• [Work task]
In the response, the entries must appear exactly as supplied.

• [Given information]
use leptos::prelude::*;

use crate::{
    content::Portfolio,
    tracker::SectionId,
    ui_state::{MenuState, Theme},
};

use super::{
    avatar::Avatar,
    dom::{set_body_overflow, DocumentViewport},
    header::Brand,
    scroll_spy::ScrollSpy,
};

#[component]
pub fn MobileMenu(
    spy: ScrollSpy,
    theme: RwSignal<Theme>,
    menu: RwSignal<MenuState>,
    portfolio: &'static Portfolio,
) -> impl IntoView {
    Effect::new(move |_| set_body_overflow(menu.get().body_overflow()));
    #[cfg(feature = "hydrate")]
    on_cleanup(|| set_body_overflow(MenuState::default().body_overflow()));

    let go = move |section: SectionId| {
        let mut state = menu.get_untracked();
        spy.navigate_with(|t| state.navigate(t, section, &DocumentViewport));
        menu.set(state);
    };
    let close = move || menu.update(MenuState::close);

    let profile = &portfolio.profile;
    let contact = &portfolio.contact;
    let year = portfolio.copyright_year();

    view! {
        <button
            on:click=move |_| menu.update(MenuState::open)
            aria-label="Open menu"
            aria-expanded=move || if menu.get().is_open() { "true" } else { "false" }
            class="p-2.5 rounded-md bg-gray-800 text-white hover:bg-gray-700 focus:outline-none focus:ring-2 focus:ring-blue-400 active:scale-95 transition-all z-50"
        >
            <svg
                width="24"
                height="24"
                viewBox="0 0 24 24"
                fill="none"
                stroke="currentColor"
                stroke-width="2.5"
                stroke-linecap="round"
                stroke-linejoin="round"
            >
                <line x1="3" y1="6" x2="21" y2="6" />
                <line x1="3" y1="12" x2="21" y2="12" />
                <line x1="3" y1="18" x2="21" y2="18" />
            </svg>
        </button>

        <Show when=move || menu.get().is_open()>
            <div class="fixed inset-0 bg-gray-900 z-[998] menu-fade" on:click=move |_| close() />
            <aside
                class="fixed inset-0 bg-gradient-to-b from-gray-900 via-gray-900/95 to-gray-800 overflow-y-auto z-[999] flex flex-col min-h-screen max-h-screen menu-fade"
                role="dialog"
                aria-modal="true"
            >
                <div class="flex items-center justify-between pt-4 pb-6 px-4">
                    <Brand name=profile.name.clone() />
                    <button
                        on:click=move |_| close()
                        aria-label="Close menu"
                        class="p-2 rounded-md bg-gray-800 hover:bg-gray-700 transition-colors active:scale-95"
                    >
                        <svg
                            width="24"
                            height="24"
                            viewBox="0 0 24 24"
                            fill="none"
                            stroke="currentColor"
                            stroke-width="2.5"
                        >
                            <line x1="18" y1="6" x2="6" y2="18" />
                            <line x1="6" y1="6" x2="18" y2="18" />
                        </svg>
                    </button>
                </div>

                <div class="flex flex-col flex-grow px-4">
                    <nav class="flex flex-col gap-4 my-auto" aria-label="Mobile site navigation">
                        {SectionId::ALL
                            .into_iter()
                            .map(|section| {
                                view! {
                                    <button
                                        on:click=move |_| go(section)
                                        class=move || {
                                            if spy.is_active(section) {
                                                "text-left py-4 px-6 rounded-xl transition-all font-medium text-lg bg-blue-600 text-white shadow-lg"
                                            } else {
                                                "text-left py-4 px-6 rounded-xl transition-all font-medium text-lg text-gray-300 hover:bg-gray-800 hover:text-white"
                                            }
                                        }
                                    >
                                        <span class="capitalize">{section.as_str()}</span>
                                    </button>
                                }
                            })
                            .collect_view()}
                    </nav>

                    <div class="flex flex-col items-center text-center mt-8 px-4 pb-8">
                        <Avatar src=profile.image.clone() alt=profile.name.clone() small=true />
                        <h3 class="mt-4 text-2xl font-extrabold">{profile.name.clone()}</h3>
                        <label class="mt-2 inline-flex items-center gap-2 text-sm text-gray-300">
                            <input
                                type="checkbox"
                                prop:checked=move || theme.get().is_dark()
                                on:change=move |_| theme.update(|t| *t = t.toggled())
                                class="w-4 h-4 rounded border-gray-500 bg-gray-700 focus:ring-2 focus:ring-blue-400"
                                aria-label="Toggle dark mode"
                            />
                            <span>"Dark mode"</span>
                        </label>
                        <p class="mt-2 text-blue-300 font-medium">{profile.title.clone()}</p>
                        <p class="mt-3 text-sm text-gray-300 max-w-[86%]">{profile.tagline.clone()}</p>

                        <div class="mt-6 w-full flex flex-col sm:flex-row gap-3 justify-center px-4">
                            <button
                                on:click=move |_| go(SectionId::Projects)
                                class="w-full sm:w-auto bg-blue-600 text-white px-6 py-3 rounded-lg font-semibold flex items-center justify-center gap-2 hover:bg-blue-700 transition"
                            >
                                "💼 View My Work"
                            </button>
                            <a
                                href=profile.resume.clone()
                                target="_blank"
                                rel="noopener noreferrer"
                                class="w-full sm:w-auto border border-gray-600 px-6 py-3 rounded-lg font-semibold inline-flex items-center justify-center gap-2 hover:border-white text-gray-200"
                            >
                                "View Resume"
                            </a>
                        </div>

                        <div class="mt-6 px-2 space-y-3 w-full max-w-md">
                            <div class="flex items-center gap-4 p-4 bg-gray-800 rounded-lg">
                                <span aria-hidden="true">"📧"</span>
                                <span class="text-gray-300">{contact.email.clone()}</span>
                            </div>
                            <div class="flex items-center gap-4 p-4 bg-gray-800 rounded-lg">
                                <span aria-hidden="true">"📞"</span>
                                <span class="text-gray-300">{contact.phone.clone()}</span>
                            </div>
                        </div>

                        <div class="mt-8 border-t border-gray-700 pt-6 text-center text-sm text-gray-500">
                            <p class="font-semibold text-gray-400">{profile.name.clone()}</p>
                            <p class="mt-1">{profile.title.clone()}</p>
                            <p class="mt-3">{format!("© {year} All rights reserved")}</p>
                        </div>
                    </div>
                </div>
            </aside>
        </Show>
    }
}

• [Response below]
use leptos::prelude::*;

use crate::{
    content::Portfolio,
    tracker::SectionId,
    ui_state::{MenuState, Theme},
};

use super::{
    avatar::Avatar,
    dom::{set_body_overflow, DocumentViewport},
    header::Brand,
    scroll_spy::ScrollSpy,
};

#[component]
pub fn MobileMenu(
    spy: ScrollSpy,
    theme: RwSignal<Theme>,
    menu: RwSignal<MenuState>,
    portfolio: &'static Portfolio,
) -> impl IntoView {
    Effect::new(move |_| set_body_overflow(menu.get().body_overflow()));
    #[cfg(feature = "hydrate")]
    on_cleanup(|| set_body_overflow(MenuState::default().body_overflow()));

    let go = move |section: SectionId| {
        let mut state = menu.get_untracked();
        spy.navigate_with(|t| state.navigate(t, section, &DocumentViewport));
        menu.set(state);
    };
    let close = move || menu.update(MenuState::close);

    let profile = &portfolio.profile;
    let contact = &portfolio.contact;
    let year = portfolio.copyright_year();

    view! {
        <button
            on:click=move |_| menu.update(MenuState::open)
            aria-label="Open menu"
            aria-expanded=move || if menu.get().is_open() { "true" } else { "false" }
            class="p-2.5 rounded-md bg-gray-800 text-white hover:bg-gray-700 focus:outline-none focus:ring-2 focus:ring-blue-400 active:scale-95 transition-all z-50"
        >
            <svg
                width="24"
                height="24"
                viewBox="0 0 24 24"
                fill="none"
                stroke="currentColor"
                stroke-width="2.5"
                stroke-linecap="round"
                stroke-linejoin="round"
            >
                <line x1="3" y1="6" x2="21" y2="6" />
                <line x1="3" y1="12" x2="21" y2="12" />
                <line x1="3" y1="18" x2="21" y2="18" />
            </svg>
        </button>

        <Show when=move || menu.get().is_open()>
            <div class="fixed inset-0 bg-gray-900 z-[998] menu-fade" on:click=move |_| close() />
            <aside
                class="fixed inset-0 bg-gradient-to-b from-gray-900 via-gray-900/95 to-gray-800 overflow-y-auto z-[999] flex flex-col min-h-screen max-h-screen menu-fade"
                role="dialog"
                aria-modal="true"
            >
                <div class="flex items-center justify-between pt-4 pb-6 px-4">
                    <Brand name=profile.name.clone() />
                    <button
                        on:click=move |_| close()
                        aria-label="Close menu"
                        class="p-2 rounded-md bg-gray-800 hover:bg-gray-700 transition-colors active:scale-95"
                    >
                        <svg
                            width="24"
                            height="24"
                            viewBox="0 0 24 24"
                            fill="none"
                            stroke="currentColor"
                            stroke-width="2.5"
                        >
                            <line x1="18" y1="6" x2="6" y2="18" />
                            <line x1="6" y1="6" x2="18" y2="18" />
                        </svg>
                    </button>
                </div>

                <div class="flex flex-col flex-grow px-4">
                    <nav class="flex flex-col gap-4 my-auto" aria-label="Mobile site navigation">
                        {SectionId::ALL
                            .into_iter()
                            .map(|section| {
                                view! {
                                    <button
                                        on:click=move |_| go(section)
                                        class=move || {
                                            if spy.is_active(section) {
                                                "text-left py-4 px-6 rounded-xl transition-all font-medium text-lg bg-blue-600 text-white shadow-lg"
                                            } else {
                                                "text-left py-4 px-6 rounded-xl transition-all font-medium text-lg text-gray-300 hover:bg-gray-800 hover:text-white"
                                            }
                                        }
                                    >
                                        <span class="capitalize">{section.as_str()}</span>
                                    </button>
                                }
                            })
                            .collect_view()}
                    </nav>

                    <div class="flex flex-col items-center text-center mt-8 px-4 pb-8">
                        <Avatar src=profile.image.clone() alt=profile.name.clone() small=true />
                        <h3 class="mt-4 text-2xl font-extrabold">{profile.name.clone()}</h3>
                        <label class="mt-2 inline-flex items-center gap-2 text-sm text-gray-300">
                            <input
                                type="checkbox"
                                prop:checked=move || theme.get().is_dark()
                                on:change=move |_| theme.update(|t| *t = t.toggled())
                                class="w-4 h-4 rounded border-gray-500 bg-gray-700 focus:ring-2 focus:ring-blue-400"
                                aria-label="Toggle dark mode"
                            />
                            <span>"Dark mode"</span>
                        </label>
                        <p class="mt-2 text-blue-300 font-medium">{profile.title.clone()}</p>
                        <p class="mt-3 text-sm text-gray-300 max-w-[86%]">{profile.tagline.clone()}</p>

                        <div class="mt-6 w-full flex flex-col sm:flex-row gap-3 justify-center px-4">
                            <button
                                on:click=move |_| go(SectionId::Projects)
                                class="w-full sm:w-auto bg-blue-600 text-white px-6 py-3 rounded-lg font-semibold flex items-center justify-center gap-2 hover:bg-blue-700 transition"
                            >
                                "💼 View My Work"
                            </button>
                            <a
                                href=profile.resume.clone()
                                target="_blank"
                                rel="noopener noreferrer"
                                class="w-full sm:w-auto border border-gray-600 px-6 py-3 rounded-lg font-semibold inline-flex items-center justify-center gap-2 hover:border-white text-gray-200"
                            >
                                "View Resume"
                            </a>
                        </div>

                        <div class="mt-6 px-2 space-y-3 w-full max-w-md">
                            <div class="flex items-center gap-4 p-4 bg-gray-800 rounded-lg">
                                <span aria-hidden="true">"📧"</span>
                                <span class="text-gray-300">{contact.email.clone()}</span>
                            </div>
                            <div class="flex items-center gap-4 p-4 bg-gray-800 rounded-lg">
                                <span aria-hidden="true">"📞"</span>
                                <span class="text-gray-300">{contact.phone.clone()}</span>
                            </div>
                        </div>

                        <div class="mt-8 border-t border-gray-700 pt-6 text-center text-sm text-gray-500">
                            <p class="font-semibold text-gray-400">{profile.name.clone()}</p>
                            <p class="mt-1">{profile.title.clone()}</p>
                            <p class="mt-3">{format!("© {year} All rights reserved")}</p>
                        </div>
                    </div>
                </div>
            </aside>
        </Show>
    }
}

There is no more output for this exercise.